As expected, IN2O values were generally higher in the pH 5.5 soil than in the pH 6.6 soil (Fig. 5), and the isolates BM, OB, and PS-02 lowered IN2O only in the soils with pH 6.6 (P < 0.025, for the contrast between bacterial treatments and the control treatment CB-01_70°C). In contrast to the other isolates, CB-01 resulted in extremely low IN2O values in both soils, clearly outperforming any of the control treatments. We tested if the ability of CB-01 to act as a strong N2O sink in the pH 5.5 soil could be due to acid tolerance by growing CB-01 in stirred (600 rpm) liquid medium with pH ranging from 5.5 to 7 and found no evidence for acid tolerance, either for growth or for the synthesis of functional N2O reductase (Text S7). An alternative explanation of the acid-tolerant N2O sink effect of CB-01 could be that the cells were embedded in flocks/biofilms in the digestate, protected against low soil pH by the buffer capacity of the matrix or attachment to more alkaline soil particles. Strains of Cloacibacterium are known to secrete extracellular polymeric substances (32) and are found in high abundance in biofilms of wetlands (33), which lends support to the hypothesis of matrix-mediated shielding effects.
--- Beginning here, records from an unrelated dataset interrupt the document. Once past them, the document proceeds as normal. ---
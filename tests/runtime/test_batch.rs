// Copyright (c) 2025 Derma Labs
// SPDX-License-Identifier: BUSL-1.1
use derma_analysis_node::cv::measurements_from_batch;
use derma_analysis_node::{BatchRunner, ModelRuntime};
use image::{DynamicImage, RgbImage};
use std::sync::Arc;

fn test_image() -> DynamicImage {
    DynamicImage::ImageRgb8(RgbImage::from_pixel(128, 128, image::Rgb([150, 120, 100])))
}

#[tokio::test]
async fn test_batch_tolerates_total_model_absence() {
    let runtime = Arc::new(ModelRuntime::with_default_specs("/nonexistent".into()));
    let runner = BatchRunner::new(runtime.clone());

    let outcomes = runner.run_batch(&test_image(), &runtime.model_ids()).await;

    // Every requested model appears in the map; all failed individually.
    assert_eq!(outcomes.len(), runtime.model_ids().len());
    assert!(outcomes.values().all(|o| o.is_none()));

    // Downstream, a fully failed batch is just an empty measurement set.
    assert!(measurements_from_batch(&outcomes).is_empty());
}

#[tokio::test]
async fn test_unknown_model_id_does_not_poison_the_batch() {
    let runtime = Arc::new(ModelRuntime::with_default_specs("/nonexistent".into()));
    let runner = BatchRunner::new(runtime);

    let ids = vec!["no-such-model".to_string(), "spot-detector".to_string()];
    let outcomes = runner.run_batch(&test_image(), &ids).await;

    assert_eq!(outcomes.len(), 2);
    assert!(outcomes["no-such-model"].is_none());
    assert!(outcomes["spot-detector"].is_none());
}

#[tokio::test]
async fn test_empty_batch_is_a_noop() {
    let runtime = Arc::new(ModelRuntime::with_default_specs("/nonexistent".into()));
    let runner = BatchRunner::new(runtime);
    let outcomes = runner.run_batch(&test_image(), &[]).await;
    assert!(outcomes.is_empty());
}
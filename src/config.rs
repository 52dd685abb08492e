// Copyright (c) 2025 Derma Labs
// SPDX-License-Identifier: BUSL-1.1
//! Pipeline configuration, read once from the environment at startup.
//!
//! Provider availability is decided here and nowhere else: the registry is
//! constructed from `ProviderCredentials` and passed by reference into the
//! orchestrator, so no component reads process-wide state ad hoc.

use std::env;
use std::path::PathBuf;
use std::time::Duration;

/// Tunables for one pipeline instance.
#[derive(Debug, Clone)]
pub struct PipelineConfig {
    /// Directory holding the ONNX measurement-model artifacts.
    pub model_dir: PathBuf,
    /// Budget for a single provider attempt.
    pub attempt_timeout: Duration,
    /// Overall deadline for one analyze() call; when it elapses mid-attempt
    /// the remaining provider chain is abandoned.
    pub overall_deadline: Duration,
    /// HTTP client timeout for provider requests.
    pub http_timeout: Duration,
}

impl Default for PipelineConfig {
    fn default() -> Self {
        Self {
            model_dir: PathBuf::from("./models"),
            attempt_timeout: Duration::from_secs(12),
            overall_deadline: Duration::from_secs(30),
            http_timeout: Duration::from_secs(15),
        }
    }
}

impl PipelineConfig {
    /// Build from environment variables, falling back to defaults.
    pub fn from_env() -> Self {
        let defaults = Self::default();

        let model_dir = env::var("MODEL_DIR")
            .map(PathBuf::from)
            .unwrap_or(defaults.model_dir);
        let attempt_timeout = env::var("PROVIDER_ATTEMPT_TIMEOUT_SECS")
            .ok()
            .and_then(|v| v.parse::<u64>().ok())
            .map(Duration::from_secs)
            .unwrap_or(defaults.attempt_timeout);
        let overall_deadline = env::var("ANALYSIS_DEADLINE_SECS")
            .ok()
            .and_then(|v| v.parse::<u64>().ok())
            .map(Duration::from_secs)
            .unwrap_or(defaults.overall_deadline);
        let http_timeout = env::var("PROVIDER_HTTP_TIMEOUT_SECS")
            .ok()
            .and_then(|v| v.parse::<u64>().ok())
            .map(Duration::from_secs)
            .unwrap_or(defaults.http_timeout);

        Self {
            model_dir,
            attempt_timeout,
            overall_deadline,
            http_timeout,
        }
    }
}

/// Credentials for the remote providers. A provider with no credential is
/// filtered out of the registry (`ProviderUnavailable`, no attempt made).
#[derive(Debug, Clone, Default)]
pub struct ProviderCredentials {
    pub gemini_api_key: Option<String>,
    pub openai_api_key: Option<String>,
    pub anthropic_api_key: Option<String>,
    /// Override for OpenAI-compatible endpoints (self-hosted sidecars).
    pub openai_endpoint: Option<String>,
}

impl ProviderCredentials {
    pub fn from_env() -> Self {
        Self {
            gemini_api_key: non_empty(env::var("GEMINI_API_KEY").ok()),
            openai_api_key: non_empty(env::var("OPENAI_API_KEY").ok()),
            anthropic_api_key: non_empty(env::var("ANTHROPIC_API_KEY").ok()),
            openai_endpoint: non_empty(env::var("OPENAI_ENDPOINT").ok()),
        }
    }
}

fn non_empty(value: Option<String>) -> Option<String> {
    value.filter(|v| !v.trim().is_empty())
}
This points toward the advantages of biofilm formation or other attachment strategies in generating favorable micro niches and so gaining advantage over competitors in a low-pH environment.
While our eco-physiological genome analysis revealed that several isolates had the genetic potential to utilize complex carbon sources and had several traits that might secure survival in a competitive situation, agricultural inoculants are most definitely invaders of the soil microbial community, and any longer-term establishment is dependent on the resistance by the residential community against alien species. The likelihood of a successful invasion is related to the resident community richness, referred to as the diversity-invasion effect (15) and reflects the key challenges of an invading organism—growth and establishment by utilizing resources not utilized by the resident community or forcefully “overtaking” a resident niche through competition or antagonism.
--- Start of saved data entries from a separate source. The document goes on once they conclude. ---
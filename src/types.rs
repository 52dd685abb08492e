// Copyright (c) 2025 Derma Labs
// SPDX-License-Identifier: BUSL-1.1
//! Core data model for the hybrid skin-analysis pipeline.
//!
//! Heterogeneous raw outputs (pixel measurements from local models, free-form
//! concern lists from remote providers) are reconciled into the canonical
//! 0-100 "aspect health score" schema defined here. `HybridAnalysisResult` is
//! the terminal artifact handed to the storage collaborator; it is created
//! once per request and never mutated after construction.

use chrono::{DateTime, Utc};
use serde::{Deserialize, Serialize};
use std::collections::BTreeMap;
use uuid::Uuid;

/// One tracked skin-quality dimension.
///
/// The set is fixed and known ahead of time; `Aspect::ALL` is the registration
/// order used for every deterministic list in the output.
#[derive(Debug, Clone, Copy, PartialEq, Eq, Hash, PartialOrd, Ord, Serialize, Deserialize)]
#[serde(rename_all = "lowercase")]
pub enum Aspect {
    Spots,
    Pores,
    Wrinkles,
    Texture,
    Redness,
}

impl Aspect {
    pub const ALL: [Aspect; 5] = [
        Aspect::Spots,
        Aspect::Pores,
        Aspect::Wrinkles,
        Aspect::Texture,
        Aspect::Redness,
    ];

    pub fn as_str(&self) -> &'static str {
        match self {
            Aspect::Spots => "spots",
            Aspect::Pores => "pores",
            Aspect::Wrinkles => "wrinkles",
            Aspect::Texture => "texture",
            Aspect::Redness => "redness",
        }
    }
}

/// Requested analysis mode, before the quality gate resolves it.
#[derive(Debug, Clone, Copy, PartialEq, Eq, Serialize, Deserialize, Default)]
#[serde(rename_all = "lowercase")]
pub enum ModeHint {
    #[default]
    Auto,
    Cv,
    Ai,
    Hybrid,
}

impl ModeHint {
    /// Parse a mode string from the input contract; unknown strings fall back
    /// to `auto` rather than failing the request.
    pub fn parse(s: &str) -> Self {
        match s.trim().to_ascii_lowercase().as_str() {
            "cv" => ModeHint::Cv,
            "ai" => ModeHint::Ai,
            "hybrid" => ModeHint::Hybrid,
            _ => ModeHint::Auto,
        }
    }
}

/// Mode after the quality gate has resolved `auto`.
#[derive(Debug, Clone, Copy, PartialEq, Eq, Serialize, Deserialize)]
#[serde(rename_all = "lowercase")]
pub enum AnalysisMode {
    Cv,
    Ai,
    Hybrid,
}

/// Response language for provider prompts.
#[derive(Debug, Clone, Copy, PartialEq, Eq, Serialize, Deserialize, Default)]
#[serde(rename_all = "lowercase")]
pub enum Locale {
    #[default]
    En,
    Th,
}

/// Image-quality metrics supplied by the capture layer. Each value in [0,1].
#[derive(Debug, Clone, Copy, PartialEq, Serialize, Deserialize)]
#[serde(rename_all = "camelCase")]
pub struct QualityMetrics {
    pub lighting: f32,
    pub blur: f32,
    pub face_size: f32,
    pub overall_quality: f32,
}

/// One analysis request. Immutable, created per call.
#[derive(Debug, Clone)]
pub struct AnalysisRequest {
    pub image: Vec<u8>,
    pub quality: Option<QualityMetrics>,
    pub mode_hint: ModeHint,
    pub locale: Locale,
}

impl AnalysisRequest {
    pub fn new(image: Vec<u8>) -> Self {
        Self {
            image,
            quality: None,
            mode_hint: ModeHint::Auto,
            locale: Locale::En,
        }
    }

    pub fn with_quality(mut self, quality: QualityMetrics) -> Self {
        self.quality = Some(quality);
        self
    }

    pub fn with_mode(mut self, hint: ModeHint) -> Self {
        self.mode_hint = hint;
        self
    }

    pub fn with_locale(mut self, locale: Locale) -> Self {
        self.locale = locale;
        self
    }
}

/// Severity tier used for concerns. Distinct from the 1-10 CV severity scale.
#[derive(Debug, Clone, Copy, PartialEq, Eq, Serialize, Deserialize)]
#[serde(rename_all = "lowercase")]
pub enum SeverityTier {
    Mild,
    Moderate,
    Severe,
}

impl SeverityTier {
    /// Tier boundaries on the 1-10 CV severity scale.
    pub fn from_cv_severity(severity: f32) -> Self {
        if severity > 7.0 {
            SeverityTier::Severe
        } else if severity > 4.0 {
            SeverityTier::Moderate
        } else {
            SeverityTier::Mild
        }
    }

    /// Parse a provider severity label; unknown labels read as mild.
    pub fn parse(label: &str) -> Self {
        match label.trim().to_ascii_lowercase().as_str() {
            "severe" | "high" => SeverityTier::Severe,
            "moderate" | "medium" => SeverityTier::Moderate,
            _ => SeverityTier::Mild,
        }
    }
}

/// Where a canonical metric came from. CV values take precedence when both
/// exist, since they are measured rather than inferred.
#[derive(Debug, Clone, Copy, PartialEq, Eq, Serialize, Deserialize)]
#[serde(rename_all = "lowercase")]
pub enum MetricSource {
    Cv,
    Ai,
    Default,
}

/// Raw measurement produced by the local-model half for one aspect.
///
/// Severity is on a 1-10 scale where higher means a worse condition.
#[derive(Debug, Clone, Copy, PartialEq, Serialize, Deserialize)]
pub struct CvMeasurement {
    pub severity: f32,
    pub count: u32,
    pub percentile: f32,
}

/// The pipeline's unified per-aspect representation, independent of source.
///
/// Score and percentile are clamped to their ranges before leaving the
/// normalizer; 100 = healthiest.
#[derive(Debug, Clone, Copy, PartialEq, Serialize, Deserialize)]
pub struct CanonicalMetric {
    pub aspect: Aspect,
    pub score: f32,
    pub percentile: f32,
    pub tier: SeverityTier,
    pub confidence: f32,
    pub source: MetricSource,
}

impl CanonicalMetric {
    /// Neutral placeholder for an aspect no source reported on.
    pub fn neutral(aspect: Aspect) -> Self {
        Self {
            aspect,
            score: 50.0,
            percentile: 50.0,
            tier: SeverityTier::Moderate,
            confidence: 0.0,
            source: MetricSource::Default,
        }
    }
}

/// One reported concern in the final result.
#[derive(Debug, Clone, PartialEq, Serialize, Deserialize)]
pub struct Concern {
    pub aspect: Aspect,
    pub tier: SeverityTier,
    pub description: String,
}

/// The AI half of the final result.
#[derive(Debug, Clone, Serialize, Deserialize)]
#[serde(rename_all = "camelCase")]
pub struct AiSummary {
    pub skin_type: String,
    pub concerns: Vec<Concern>,
    pub recommendations: Vec<String>,
    /// Name of the provider that ultimately produced this half
    /// ("demo" when every real provider failed).
    pub model: String,
    pub confidence: f32,
}

/// Terminal artifact of one analysis request, serialized as the canonical
/// JSON output contract. Construction can degrade in quality but never fails.
#[derive(Debug, Clone, Serialize, Deserialize)]
#[serde(rename_all = "camelCase")]
pub struct HybridAnalysisResult {
    pub id: Uuid,
    /// Arithmetic mean of the aspect scores, recomputed, never copied from a
    /// provider's self-reported overall field.
    pub overall_score: u32,
    pub overall_percentile: u32,
    pub confidence: f32,
    /// Per-aspect percentiles in registration order.
    pub percentiles: BTreeMap<Aspect, u32>,
    /// Full canonical metric set, one entry per tracked aspect.
    pub metrics: Vec<CanonicalMetric>,
    /// Measured CV half, present for the aspects whose model run succeeded.
    pub cv: BTreeMap<Aspect, CvMeasurement>,
    /// AI half; absent when the resolved mode was CV-only.
    #[serde(skip_serializing_if = "Option::is_none")]
    pub ai: Option<AiSummary>,
    pub concerns: Vec<Concern>,
    pub recommendations: Vec<String>,
    pub mode: AnalysisMode,
    pub processing_time_ms: u64,
    pub timestamp: DateTime<Utc>,
}

impl HybridAnalysisResult {
    /// Provider that produced the AI half, if one ran.
    pub fn provider(&self) -> Option<&str> {
        self.ai.as_ref().map(|ai| ai.model.as_str())
    }
}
To assess the ability of our isolates to persist in soil and to retain their N2O reduction capacity, a second experiment was set up with identical treatments to those in Fig. 5 but storing the amended soils for 1 month with exposure to atmospheric oxygen before testing the denitrification kinetics. A fertilization event was simulated by the addition of 50 μmol NO3–, 1 mg ground plant material g−1 soil, and 20.8 μmol O2 before sealing vials and monitoring denitrification kinetics throughout depletion of oxygen and the transition to anoxia. In this experiment the effect of the inoculated isolates on N2O emissions was evaluated based on maximum N2O accumulation (no treatment reduced all available N oxides, making it impossible to calculate IN2O emission indexes) (Text S8D and E). While none of the inoculants significantly differed from the controls in pH 5.5 soil, PS-02 outperformed the other inoculants at pH 6.6. In fact, the soil treated with PS-02 performed better after 30 days of soil storage (maximum N2O for PS-02 was ~1/10 of other treatments; Text S8E) than immediately after amendment in the first soil experiment (Fig. 5). Likewise, maximum N2O for CB-01 treatment in pH 6.6 soil was approximately 2/3 that of other amendments, but the difference was not statistically significant (P > 0.05).
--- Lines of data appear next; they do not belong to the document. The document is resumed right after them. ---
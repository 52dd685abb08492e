// Copyright (c) 2025 Derma Labs
// SPDX-License-Identifier: BUSL-1.1
use derma_analysis_node::aggregate::aggregate;
use derma_analysis_node::providers::schema::{ProviderAnalysis, RawConcern};
use derma_analysis_node::{
    AiOutcome, AnalysisMode, Aspect, CvMeasurement, ScoreDirection, SeverityTier,
};
use rand::Rng;
use std::collections::HashMap;

fn ai_outcome(scores: HashMap<String, f64>, confidence: Option<f64>) -> AiOutcome {
    AiOutcome {
        analysis: ProviderAnalysis {
            skin_type: Some("dry".to_string()),
            scores,
            concerns: vec![],
            recommendations: vec![],
            confidence,
        },
        provider: "gemini-1.5-flash".to_string(),
        score_direction: ScoreDirection::HigherIsHealthier,
        attempts: vec![],
        elapsed_ms: 900,
    }
}

#[test]
fn test_overall_score_is_mean_over_random_inputs() {
    let mut rng = rand::thread_rng();
    for _ in 0..50 {
        let mut cv = HashMap::new();
        for aspect in Aspect::ALL {
            if rng.gen_bool(0.7) {
                cv.insert(
                    aspect,
                    CvMeasurement {
                        severity: rng.gen_range(1.0..=10.0),
                        count: rng.gen_range(0..200),
                        percentile: rng.gen_range(1.0..=99.0),
                    },
                );
            }
        }
        let result = aggregate(cv, None, AnalysisMode::Cv, 1);
        let expected = (result.metrics.iter().map(|m| m.score).sum::<f32>()
            / result.metrics.len() as f32)
            .round() as u32;
        assert_eq!(result.overall_score, expected);
        assert!(result.overall_score <= 100);
    }
}

#[test]
fn test_cv_beats_ai_for_measured_aspects() {
    let cv = HashMap::from([(
        Aspect::Spots,
        CvMeasurement {
            severity: 9.0,
            count: 44,
            percentile: 4.0,
        },
    )]);
    let ai = ai_outcome(HashMap::from([("spots".to_string(), 98.0)]), Some(0.9));
    let result = aggregate(cv, Some(ai), AnalysisMode::Hybrid, 1);

    let spots = result
        .metrics
        .iter()
        .find(|m| m.aspect == Aspect::Spots)
        .unwrap();
    assert_eq!(spots.score, 20.0);
}

#[test]
fn test_high_cv_severity_raises_a_concern() {
    let cv = HashMap::from([(
        Aspect::Redness,
        CvMeasurement {
            severity: 7.5,
            count: 10,
            percentile: 11.0,
        },
    )]);
    let result = aggregate(cv, None, AnalysisMode::Cv, 1);
    assert_eq!(result.concerns.len(), 1);
    assert_eq!(result.concerns[0].aspect, Aspect::Redness);
    assert_eq!(result.concerns[0].tier, SeverityTier::Severe);
}

#[test]
fn test_concerns_deduplicated_in_registration_order() {
    let cv = HashMap::from([
        (
            Aspect::Redness,
            CvMeasurement {
                severity: 8.0,
                count: 9,
                percentile: 8.0,
            },
        ),
        (
            Aspect::Spots,
            CvMeasurement {
                severity: 9.0,
                count: 50,
                percentile: 3.0,
            },
        ),
    ]);
    let mut ai = ai_outcome(HashMap::new(), None);
    ai.analysis.concerns = vec![RawConcern {
        kind: "redness".to_string(),
        severity: "mild".to_string(),
        description: Some("Slight flushing".to_string()),
    }];
    let result = aggregate(cv, Some(ai), AnalysisMode::Hybrid, 1);

    assert_eq!(result.concerns.len(), 2);
    assert_eq!(result.concerns[0].aspect, Aspect::Spots);
    // The provider's concern wins over the CV-derived one for Redness.
    assert_eq!(result.concerns[1].aspect, Aspect::Redness);
    assert_eq!(result.concerns[1].description, "Slight flushing");
}

#[test]
fn test_confidence_source() {
    let result = aggregate(HashMap::new(), None, AnalysisMode::Cv, 1);
    assert_eq!(result.confidence, 0.7);

    let ai = ai_outcome(HashMap::new(), Some(0.93));
    let result = aggregate(HashMap::new(), Some(ai), AnalysisMode::Ai, 1);
    assert!((result.confidence - 0.93).abs() < 1e-6);
}

#[test]
fn test_deterministic_metric_order() {
    let cv = HashMap::from([
        (
            Aspect::Redness,
            CvMeasurement {
                severity: 2.0,
                count: 1,
                percentile: 90.0,
            },
        ),
        (
            Aspect::Pores,
            CvMeasurement {
                severity: 5.0,
                count: 80,
                percentile: 50.0,
            },
        ),
    ]);
    let result = aggregate(cv, None, AnalysisMode::Cv, 1);
    let order: Vec<Aspect> = result.metrics.iter().map(|m| m.aspect).collect();
    assert_eq!(order, Aspect::ALL.to_vec());
}

#[test]
fn test_canonical_json_shape() {
    let ai = ai_outcome(HashMap::from([("pores".to_string(), 64.0)]), Some(0.88));
    let result = aggregate(HashMap::new(), Some(ai), AnalysisMode::Ai, 7);
    let json = serde_json::to_value(&result).unwrap();

    assert!(json["overallScore"].is_u64());
    assert!(json["confidence"].is_f64());
    assert!(json["percentiles"]["pores"].is_u64());
    assert_eq!(json["ai"]["model"], "gemini-1.5-flash");
    assert_eq!(json["ai"]["skinType"], "dry");
    assert!(json["timestamp"].is_string());
}

#[test]
fn test_cv_only_json_omits_ai_block() {
    let result = aggregate(HashMap::new(), None, AnalysisMode::Cv, 7);
    let json = serde_json::to_value(&result).unwrap();
    assert!(json.get("ai").is_none());
}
A dose-response experiment with the isolates CB-01, PS-02, and OB grown freshly in digestate was conducted to determine the minimum dose needed to obtain substantial reduction of N2O production in soil. The highest inoculation intensity in this experiment (6 · 107 cells g−1 soil) is approximately 50% of that used in the previous experiments (Fig. 5).
The results, summarized in Text S8G and H, showed a strong dose-dependent effect of Cloacibacterium sp. CB-01 on N2O accumulation, exemplified with the peak N2O concentration (maximum [max] N2O), which was reduced by 96%, 70%, and 20% (compared to the control without bacteria) for the inoculation levels 0.6, 0.3, and 0.15 mL digestate vial−1, respectively (P < 0.025 for all contrasts). Pseudomonas sp. PS-02 and Ochrobacter sp. OB had weaker effects on max N2O, but statistically significant (P < 0.05) at all inoculation levels. The IN2O showed the same patterns, although some contrasts (isolates versus control) lacked statistical significance for the lowest inoculation dose.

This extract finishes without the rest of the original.